Saturday, October 11, 2008

63. The fourth level


Again about learning. At 6, I couldn’t lace my shoes or zip my snowsuit. In front of the lockers in the basement of the school, the nun ridiculed me, and quite loudly may I say. Everyone heard. I hadn’t known I was expected to know how to do these things. I felt confused. How was I supposed to acquire such skills? And how had the others learned? It troubled me, thus forcing me, early on, to reflect upon learning.

Up to that moment when I was laughed at, I wasn’t aware that I didn’t know. Only then did I become conscious of my incompetence.

From a pedagogical perspective, reaching that second level is considered progress. For me, of course, it was just pain. But it did set a pattern. Not only didn’t I enjoy not knowing, but I disliked being made mindful of the fact. The first and second stages of learning weren’t therefore suited for me.

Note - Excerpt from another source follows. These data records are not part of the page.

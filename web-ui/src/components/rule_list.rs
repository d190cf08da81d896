// Volume discount rule card: the tier list with add and save actions

use volume_discount_core::{DiscountTier, EditorAction, FieldKey, TierField, ValidationErrors};
use yew::prelude::*;

use super::{SaveButton, TierCard};
use crate::model::editor_state::error_attr;

#[derive(Properties, PartialEq)]
pub struct RuleListProps {
    pub tiers: Vec<DiscountTier>,
    pub errors: ValidationErrors,
    pub on_action: Callback<EditorAction>,
    pub on_save: Callback<()>,
}

#[function_component(RuleList)]
pub fn rule_list(props: &RuleListProps) -> Html {
    let on_add = props.on_action.reform(|_: MouseEvent| EditorAction::AddTier);

    let render_tier = |(index, tier): (usize, &DiscountTier)| {
        let on_edit = props
            .on_action
            .reform(move |field: TierField| EditorAction::UpdateTier { index, field });
        let on_remove = props
            .on_action
            .reform(move |_: ()| EditorAction::RemoveTier(index));

        html! {
            <TierCard
                key={tier.id.to_string()}
                index={index}
                tier={tier.clone()}
                title_error={error_attr(&props.errors, FieldKey::TierTitle(index))}
                quantity_error={error_attr(&props.errors, FieldKey::TierQuantity(index))}
                amount_error={error_attr(&props.errors, FieldKey::TierAmount(index))}
                on_edit={on_edit}
                on_remove={on_remove}
            />
        }
    };

    html! {
        <div class="card rule-card">
            <h2 class="card-heading">{ "Volume discount rule" }</h2>
            <div class="tier-list">
                { for props.tiers.iter().enumerate().map(render_tier) }
            </div>
            if let Some(error) = props.errors.get(FieldKey::Options) {
                <div class="field-error">{ error.to_string() }</div>
            }
            <button class="add-option-btn" type="button" onclick={on_add}>
                { "+ Add option" }
            </button>
            <SaveButton on_save={props.on_save.clone()} />
        </div>
    }
}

I thought of aiming for the third level where one is conscious of how competent he or she has become. Instinctively, though, it didn’t seem right. Such a step might induce bragging and a certain amount of showing off, meaning a form of relationship to people. Why? Simply because knowledge here is an extension, something you’re aware you’re accumulating and using. An appendix. An attachment, therefore visible, attracting attention. Like a nice bag you’re carrying. There’ll be somebody somewhere who, with envy, might go after it.

Much better, I thought, to target straight away the fourth level, a quieter one, where others leave you in peace, can ignore you, for you reach the rank of those who may no longer feel like talking about what they know: the level where you’ve stopped conjecturing about knowledge. No need to ponder upon how to get and then retain skills and understanding, because they have become part of you, they are who you are. And since people can’t distinguish what you know from you as a person, they may decide to leave you alone, perhaps not even notice you. And there’s nothing now they can take away.

You have absorbed. You can cross frontiers. No one will ever find anything in your luggage.

The key, did I think, was to become porous. I honestly believed that my house of thoughts could be the answer. A paradox, I know. Since it provided a perfect environment for in-depth learning, the fact it cancelled the experience allowed for endless acquisition while, at all times, leaving me unconscious.

This is why I kept using the house of thoughts as a child. Confident I had an unsurpassed formula to become the person I wanted to be.

I imagined knowledge not so much disappearing after having thrown myself into its breadth, but transformed and sucked up. I was a sponge-like material. Maybe after all I wasn’t forgetting, I was simply converting knowledge into a diffuse shapeless liquid drank by my pores. It was all there. I just couldn’t separate it from who I was. I was unconscious of my competence. That was it. The highest level learning can lead to.

Equipped with a satisfactory explanation, I not only felt more confident, but dared dream not just of becoming one day a writer, but a great one.

That makes you smile with commiseration? Me too.